• _Required work_
Copy out all lines in the data below containing the string "operation".

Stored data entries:
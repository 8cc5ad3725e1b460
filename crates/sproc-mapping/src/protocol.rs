//! Read protocol shared by the blocking and suspending readers

use crate::{FromRow, RowMapper};
use sproc_core::{ColumnValue, ProcError, Result, ResultCursor};

/// Where a reader is in the life of its cursor
#[derive(Debug, Clone, Copy, PartialEq, Eq)]
pub enum ReadState {
    /// No fetch attempted yet
    NotStarted,
    /// Positioned on a row
    RowsAvailable,
    /// The cursor reported its end
    Exhausted,
    /// An operation finished and the cursor is fully consumed
    Completed,
    /// Cancellation was observed; no further fetch reaches the cursor
    Cancelled,
    /// The transport failed
    Failed,
}

impl ReadState {
    pub(crate) fn after_fetch(outcome: &Result<bool>) -> Self {
        match outcome {
            Ok(true) => ReadState::RowsAvailable,
            Ok(false) => ReadState::Exhausted,
            Err(ProcError::Cancelled) => ReadState::Cancelled,
            Err(_) => ReadState::Failed,
        }
    }

    /// Whether the cursor has nothing more to give
    pub fn is_finished(self) -> bool {
        matches!(self, ReadState::Exhausted | ReadState::Completed)
    }
}

/// Shape of a single-row terminal operation
#[derive(Debug, Clone, Copy)]
pub(crate) struct Terminal {
    pub(crate) or_default: bool,
    pub(crate) single: bool,
}

impl Terminal {
    pub(crate) const FIRST: Terminal = Terminal {
        or_default: false,
        single: false,
    };
    pub(crate) const FIRST_OR_DEFAULT: Terminal = Terminal {
        or_default: true,
        single: false,
    };
    pub(crate) const SINGLE: Terminal = Terminal {
        or_default: false,
        single: true,
    };
    pub(crate) const SINGLE_OR_DEFAULT: Terminal = Terminal {
        or_default: true,
        single: true,
    };
}

/// Outcome of the first phase of an operation.
///
/// `Ready` holds what the operation will return once the cursor has been
/// drained; the drain can still replace it with `Cancelled` or a transport
/// error. `Aborted` means a fetch itself failed and there is nothing left to
/// drain.
pub(crate) enum Candidate<T> {
    Ready(Result<T>),
    Aborted(ProcError),
}

/// Read a cell as `T`; NULL yields `T::default()`
pub(crate) fn read_cell<T, C>(cursor: &C, ordinal: usize) -> Result<T>
where
    T: ColumnValue + Default,
    C: ResultCursor + ?Sized,
{
    let cell = cursor.value(ordinal)?;
    if cell.is_null() {
        return Ok(T::default());
    }
    T::from_value(cell.clone())
}

/// Resolve a column name once, on the first row that reaches it
pub(crate) fn read_named_cell<T, C>(
    cursor: &C,
    name: &str,
    resolved: &mut Option<usize>,
) -> Result<T>
where
    T: ColumnValue + Default,
    C: ResultCursor + ?Sized,
{
    let ordinal = match *resolved {
        Some(ordinal) => ordinal,
        None => {
            let ordinal = cursor
                .schema()
                .ordinal(name)
                .ok_or_else(|| ProcError::ColumnNotFound(name.to_string()))?;
            *resolved = Some(ordinal);
            ordinal
        }
    };
    read_cell(cursor, ordinal)
}

pub(crate) fn map_one<T: FromRow, C: ResultCursor + ?Sized>(cursor: &C) -> Result<T> {
    RowMapper::<T>::bind(cursor.schema()).map_row(cursor)
}

/// Mapper bound on the first row it sees
pub(crate) fn lazy_mapper<T, C>() -> impl FnMut(&C) -> Result<T>
where
    T: FromRow,
    C: ResultCursor + ?Sized,
{
    let mut mapper: Option<RowMapper<T>> = None;
    move |cursor| {
        mapper
            .get_or_insert_with(|| RowMapper::bind(cursor.schema()))
            .map_row(cursor)
    }
}
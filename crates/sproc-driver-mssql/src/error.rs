//! SQL Server adapter errors

use sproc_core::{ProcError, StorageType};

/// Errors raised while talking to SQL Server through tiberius
#[derive(Debug, thiserror::Error)]
pub enum MssqlError {
    #[error("Tiberius error: {0}")]
    Tiberius(#[from] tiberius::error::Error),

    #[error("Type conversion error: {0}")]
    TypeConversion(String),

    #[error("Parameter {parameter} cannot be sent as {storage:?}: {reason}")]
    InvalidParameter {
        parameter: String,
        storage: StorageType,
        reason: String,
    },
}

impl From<MssqlError> for ProcError {
    fn from(err: MssqlError) -> Self {
        match err {
            MssqlError::Tiberius(e) => ProcError::Transport(e.to_string()),
            other => ProcError::Conversion(other.to_string()),
        }
    }
}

• _Solution for this task_
    /// An operation finished and the cursor is fully consumed
/// Shape of a single-row terminal operation
/// Outcome of the first phase of an operation.
/// `Ready` holds what the operation will return once the cursor has been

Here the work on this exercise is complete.